**** Records ****

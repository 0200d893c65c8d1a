//! HTTP Client Implementation using Reqwest

use async_trait::async_trait;
use bridge_traits::{
    error::{BridgeError, Result},
    http::{HttpClient, HttpMethod, HttpRequest, HttpResponse, RequestCache},
};
use reqwest::Client;
use std::collections::HashMap;
use std::time::Duration;
use tracing::{debug, warn};

/// Reqwest-based HTTP client implementation
///
/// Behaves like a worker-side `fetch`:
/// - Every HTTP status resolves to a response
/// - Transport failures map to `BridgeError::Network`
/// - Exactly one attempt per request
/// - No deadline unless one is configured or set on the request
/// - Cache modes become `Cache-Control` / `Pragma` request headers, since
///   reqwest keeps no HTTP cache of its own
pub struct ReqwestHttpClient {
    client: Client,
    timeout: Option<Duration>,
}

impl ReqwestHttpClient {
    /// Create a new HTTP client that leaves timeouts to the network stack
    pub fn new() -> Result<Self> {
        Self::build(None)
    }

    /// Create a new HTTP client with an overall deadline per request
    pub fn with_timeout(timeout: Duration) -> Result<Self> {
        Self::build(Some(timeout))
    }

    fn build(timeout: Option<Duration>) -> Result<Self> {
        let mut builder = Client::builder()
            .pool_max_idle_per_host(10)
            .user_agent(concat!("shell-cache/", env!("CARGO_PKG_VERSION")));
        if let Some(timeout) = timeout {
            builder = builder.timeout(timeout);
        }

        let client = builder.build().map_err(|e| {
            BridgeError::NotAvailable(format!("Failed to build HTTP client: {}", e))
        })?;

        Ok(Self { client, timeout })
    }

    /// Create a new HTTP client with custom configuration
    pub fn with_client(client: Client) -> Self {
        Self {
            client,
            timeout: None,
        }
    }

    /// Client-wide deadline, if any
    pub fn timeout(&self) -> Option<Duration> {
        self.timeout
    }

    /// Convert bridge HttpMethod to reqwest Method
    fn convert_method(method: HttpMethod) -> reqwest::Method {
        match method {
            HttpMethod::Get => reqwest::Method::GET,
            HttpMethod::Post => reqwest::Method::POST,
            HttpMethod::Put => reqwest::Method::PUT,
            HttpMethod::Patch => reqwest::Method::PATCH,
            HttpMethod::Delete => reqwest::Method::DELETE,
            HttpMethod::Head => reqwest::Method::HEAD,
        }
    }

    /// Request headers that reproduce a fetch cache mode against
    /// intermediate caches.
    fn cache_headers(cache: RequestCache) -> &'static [(&'static str, &'static str)] {
        match cache {
            RequestCache::Default => &[],
            RequestCache::Reload | RequestCache::NoCache => {
                &[("Cache-Control", "no-cache"), ("Pragma", "no-cache")]
            }
            RequestCache::NoStore => &[("Cache-Control", "no-store"), ("Pragma", "no-cache")],
        }
    }

    /// Build reqwest request from bridge request
    fn build_request(&self, request: HttpRequest) -> reqwest::RequestBuilder {
        let method = Self::convert_method(request.method);
        let mut req = self.client.request(method, &request.url);

        for (key, value) in Self::cache_headers(request.cache) {
            req = req.header(*key, *value);
        }

        // Explicit headers win over cache-mode defaults
        for (key, value) in request.headers {
            req = req.header(key, value);
        }

        if let Some(body) = request.body {
            req = req.body(body);
        }

        if let Some(timeout) = request.timeout {
            req = req.timeout(timeout);
        }

        req
    }

    fn map_transport_error(e: reqwest::Error) -> BridgeError {
        if e.is_timeout() {
            BridgeError::Network("Request timed out".to_string())
        } else if e.is_connect() {
            BridgeError::Network(format!("Connection failed: {}", e))
        } else {
            BridgeError::Network(e.to_string())
        }
    }
}

#[async_trait]
impl HttpClient for ReqwestHttpClient {
    async fn execute(&self, request: HttpRequest) -> Result<HttpResponse> {
        debug!(
            method = request.method.as_str(),
            url = %request.url,
            cache = ?request.cache,
            "Executing HTTP request"
        );

        let response = self.build_request(request).send().await.map_err(|e| {
            warn!(error = %e, "HTTP request failed");
            Self::map_transport_error(e)
        })?;

        let status = response.status().as_u16();
        let headers: HashMap<String, String> = response
            .headers()
            .iter()
            .filter_map(|(k, v)| v.to_str().ok().map(|s| (k.to_string(), s.to_string())))
            .collect();

        let body = response
            .bytes()
            .await
            .map_err(Self::map_transport_error)?;

        Ok(HttpResponse {
            status,
            headers,
            body,
        })
    }
}

#[cfg(test)]
mod tests {
    use super::*;

    use tokio::io::{AsyncReadExt, AsyncWriteExt};
    use tokio::net::TcpListener;

    /// Serve one request, answering only after `delay`.
    async fn slow_server(delay: Duration) -> String {
        let listener = TcpListener::bind("127.0.0.1:0").await.unwrap();
        let addr = listener.local_addr().unwrap();
        tokio::spawn(async move {
            let (mut socket, _) = listener.accept().await.unwrap();
            let mut buf = [0u8; 1024];
            let _ = socket.read(&mut buf).await;
            tokio::time::sleep(delay).await;
            let _ = socket
                .write_all(b"HTTP/1.1 200 OK\r\ncontent-length: 4\r\nconnection: close\r\n\r\nwasm")
                .await;
        });
        format!("http://{}/canvaskit.wasm", addr)
    }

    #[tokio::test]
    async fn test_http_client_creation() {
        let client = ReqwestHttpClient::new().unwrap();
        assert_eq!(client.timeout(), None);

        let bounded = ReqwestHttpClient::with_timeout(Duration::from_secs(5)).unwrap();
        assert_eq!(bounded.timeout(), Some(Duration::from_secs(5)));
    }

    #[tokio::test]
    async fn test_default_client_waits_for_slow_response() {
        let url = slow_server(Duration::from_millis(500)).await;
        let response = ReqwestHttpClient::new()
            .unwrap()
            .execute(HttpRequest::get(url))
            .await
            .unwrap();
        assert_eq!(response.status, 200);
        assert_eq!(response.body, "wasm");
    }

    #[tokio::test]
    async fn test_request_timeout_applies_only_when_set() {
        let url = slow_server(Duration::from_secs(2)).await;
        let err = ReqwestHttpClient::new()
            .unwrap()
            .execute(HttpRequest::get(url).timeout(Duration::from_millis(100)))
            .await
            .unwrap_err();
        assert!(err.is_network());
    }

    #[test]
    fn test_method_conversion() {
        assert_eq!(
            ReqwestHttpClient::convert_method(HttpMethod::Get),
            reqwest::Method::GET
        );
        assert_eq!(
            ReqwestHttpClient::convert_method(HttpMethod::Post),
            reqwest::Method::POST
        );
    }

    #[test]
    fn test_reload_revalidates_intermediate_caches() {
        let headers = ReqwestHttpClient::cache_headers(RequestCache::Reload);
        assert!(headers.contains(&("Cache-Control", "no-cache")));
        assert!(ReqwestHttpClient::cache_headers(RequestCache::Default).is_empty());
    }

    #[tokio::test]
    async fn test_unreachable_host_is_network_error() {
        let client = ReqwestHttpClient::with_timeout(Duration::from_secs(2)).unwrap();
        // Port 9 (discard) on loopback is expected to refuse connections.
        let err = client
            .execute(HttpRequest::get("http://127.0.0.1:9/index.html"))
            .await
            .unwrap_err();
        assert!(err.is_network());
    }
}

****

#### Assignment:
Would you output every line of the listing exactly?

#### Exercise response:
repository 0200d893c65c8d1a
//! HTTP Client Implementation using Reqwest

use async_trait::async_trait;
use bridge_traits::{
    error::{BridgeError, Result},
    http::{HttpClient, HttpMethod, HttpRequest, HttpResponse, RequestCache},
};
use reqwest::Client;
use std::collections::HashMap;
use std::time::Duration;
use tracing::{debug, warn};

/// Reqwest-based HTTP client implementation
///
/// Behaves like a worker-side `fetch`:
/// - Every HTTP status resolves to a response
/// - Transport failures map to `BridgeError::Network`
/// - Exactly one attempt per request
/// - No deadline unless one is configured or set on the request
/// - Cache modes become `Cache-Control` / `Pragma` request headers, since
///   reqwest keeps no HTTP cache of its own
pub struct ReqwestHttpClient {
    client: Client,
    timeout: Option<Duration>,
}

impl ReqwestHttpClient {
    /// Create a new HTTP client that leaves timeouts to the network stack
    pub fn new() -> Result<Self> {
        Self::build(None)
    }

    /// Create a new HTTP client with an overall deadline per request
    pub fn with_timeout(timeout: Duration) -> Result<Self> {
        Self::build(Some(timeout))
    }

    fn build(timeout: Option<Duration>) -> Result<Self> {
        let mut builder = Client::builder()
            .pool_max_idle_per_host(10)
            .user_agent(concat!("shell-cache/", env!("CARGO_PKG_VERSION")));
        if let Some(timeout) = timeout {
            builder = builder.timeout(timeout);
        }

        let client = builder.build().map_err(|e| {
            BridgeError::NotAvailable(format!("Failed to build HTTP client: {}", e))
        })?;

        Ok(Self { client, timeout })
    }

    /// Create a new HTTP client with custom configuration
    pub fn with_client(client: Client) -> Self {
        Self {
            client,
            timeout: None,
        }
    }

    /// Client-wide deadline, if any
    pub fn timeout(&self) -> Option<Duration> {
        self.timeout
    }

    /// Convert bridge HttpMethod to reqwest Method
    fn convert_method(method: HttpMethod) -> reqwest::Method {
        match method {
            HttpMethod::Get => reqwest::Method::GET,
            HttpMethod::Post => reqwest::Method::POST,
            HttpMethod::Put => reqwest::Method::PUT,
            HttpMethod::Patch => reqwest::Method::PATCH,
            HttpMethod::Delete => reqwest::Method::DELETE,
            HttpMethod::Head => reqwest::Method::HEAD,
        }
    }

    /// Request headers that reproduce a fetch cache mode against
    /// intermediate caches.
    fn cache_headers(cache: RequestCache) -> &'static [(&'static str, &'static str)] {
        match cache {
            RequestCache::Default => &[],
            RequestCache::Reload | RequestCache::NoCache => {
                &[("Cache-Control", "no-cache"), ("Pragma", "no-cache")]
            }
            RequestCache::NoStore => &[("Cache-Control", "no-store"), ("Pragma", "no-cache")],
        }
    }

    /// Build reqwest request from bridge request
    fn build_request(&self, request: HttpRequest) -> reqwest::RequestBuilder {
        let method = Self::convert_method(request.method);
        let mut req = self.client.request(method, &request.url);

        for (key, value) in Self::cache_headers(request.cache) {
            req = req.header(*key, *value);
        }

        // Explicit headers win over cache-mode defaults
        for (key, value) in request.headers {
            req = req.header(key, value);
        }

        if let Some(body) = request.body {
            req = req.body(body);
        }

        if let Some(timeout) = request.timeout {
            req = req.timeout(timeout);
        }

        req
    }

    fn map_transport_error(e: reqwest::Error) -> BridgeError {
        if e.is_timeout() {
            BridgeError::Network("Request timed out".to_string())
        } else if e.is_connect() {
            BridgeError::Network(format!("Connection failed: {}", e))
        } else {
            BridgeError::Network(e.to_string())
        }
    }
}

#[async_trait]
impl HttpClient for ReqwestHttpClient {
    async fn execute(&self, request: HttpRequest) -> Result<HttpResponse> {
        debug!(
            method = request.method.as_str(),
            url = %request.url,
            cache = ?request.cache,
            "Executing HTTP request"
        );

        let response = self.build_request(request).send().await.map_err(|e| {
            warn!(error = %e, "HTTP request failed");
            Self::map_transport_error(e)
        })?;

        let status = response.status().as_u16();
        let headers: HashMap<String, String> = response
            .headers()
            .iter()
            .filter_map(|(k, v)| v.to_str().ok().map(|s| (k.to_string(), s.to_string())))
            .collect();

        let body = response
            .bytes()
            .await
            .map_err(Self::map_transport_error)?;

        Ok(HttpResponse {
            status,
            headers,
            body,
        })
    }
}

#[cfg(test)]
mod tests {
    use super::*;

    use tokio::io::{AsyncReadExt, AsyncWriteExt};
    use tokio::net::TcpListener;

    /// Serve one request, answering only after `delay`.
    async fn slow_server(delay: Duration) -> String {
        let listener = TcpListener::bind("127.0.0.1:0").await.unwrap();
        let addr = listener.local_addr().unwrap();
        tokio::spawn(async move {
            let (mut socket, _) = listener.accept().await.unwrap();
            let mut buf = [0u8; 1024];
            let _ = socket.read(&mut buf).await;
            tokio::time::sleep(delay).await;
            let _ = socket
                .write_all(b"HTTP/1.1 200 OK\r\ncontent-length: 4\r\nconnection: close\r\n\r\nwasm")
                .await;
        });
        format!("http://{}/canvaskit.wasm", addr)
    }

    #[tokio::test]
    async fn test_http_client_creation() {
        let client = ReqwestHttpClient::new().unwrap();
        assert_eq!(client.timeout(), None);

        let bounded = ReqwestHttpClient::with_timeout(Duration::from_secs(5)).unwrap();
        assert_eq!(bounded.timeout(), Some(Duration::from_secs(5)));
    }

    #[tokio::test]
    async fn test_default_client_waits_for_slow_response() {
        let url = slow_server(Duration::from_millis(500)).await;
        let response = ReqwestHttpClient::new()
            .unwrap()
            .execute(HttpRequest::get(url))
            .await
            .unwrap();
        assert_eq!(response.status, 200);
        assert_eq!(response.body, "wasm");
    }

    #[tokio::test]
    async fn test_request_timeout_applies_only_when_set() {
        let url = slow_server(Duration::from_secs(2)).await;
        let err = ReqwestHttpClient::new()
            .unwrap()
            .execute(HttpRequest::get(url).timeout(Duration::from_millis(100)))
            .await
            .unwrap_err();
        assert!(err.is_network());
    }

    #[test]
    fn test_method_conversion() {
        assert_eq!(
            ReqwestHttpClient::convert_method(HttpMethod::Get),
            reqwest::Method::GET
        );
        assert_eq!(
            ReqwestHttpClient::convert_method(HttpMethod::Post),
            reqwest::Method::POST
        );
    }

    #[test]
    fn test_reload_revalidates_intermediate_caches() {
        let headers = ReqwestHttpClient::cache_headers(RequestCache::Reload);
        assert!(headers.contains(&("Cache-Control", "no-cache")));
        assert!(ReqwestHttpClient::cache_headers(RequestCache::Default).is_empty());
    }

    #[tokio::test]
    async fn test_unreachable_host_is_network_error() {
        let client = ReqwestHttpClient::with_timeout(Duration::from_secs(2)).unwrap();
        // Port 9 (discard) on loopback is expected to refuse connections.
        let err = client
            .execute(HttpRequest::get("http://127.0.0.1:9/index.html"))
            .await
            .unwrap_err();
        assert!(err.is_network());
    }
}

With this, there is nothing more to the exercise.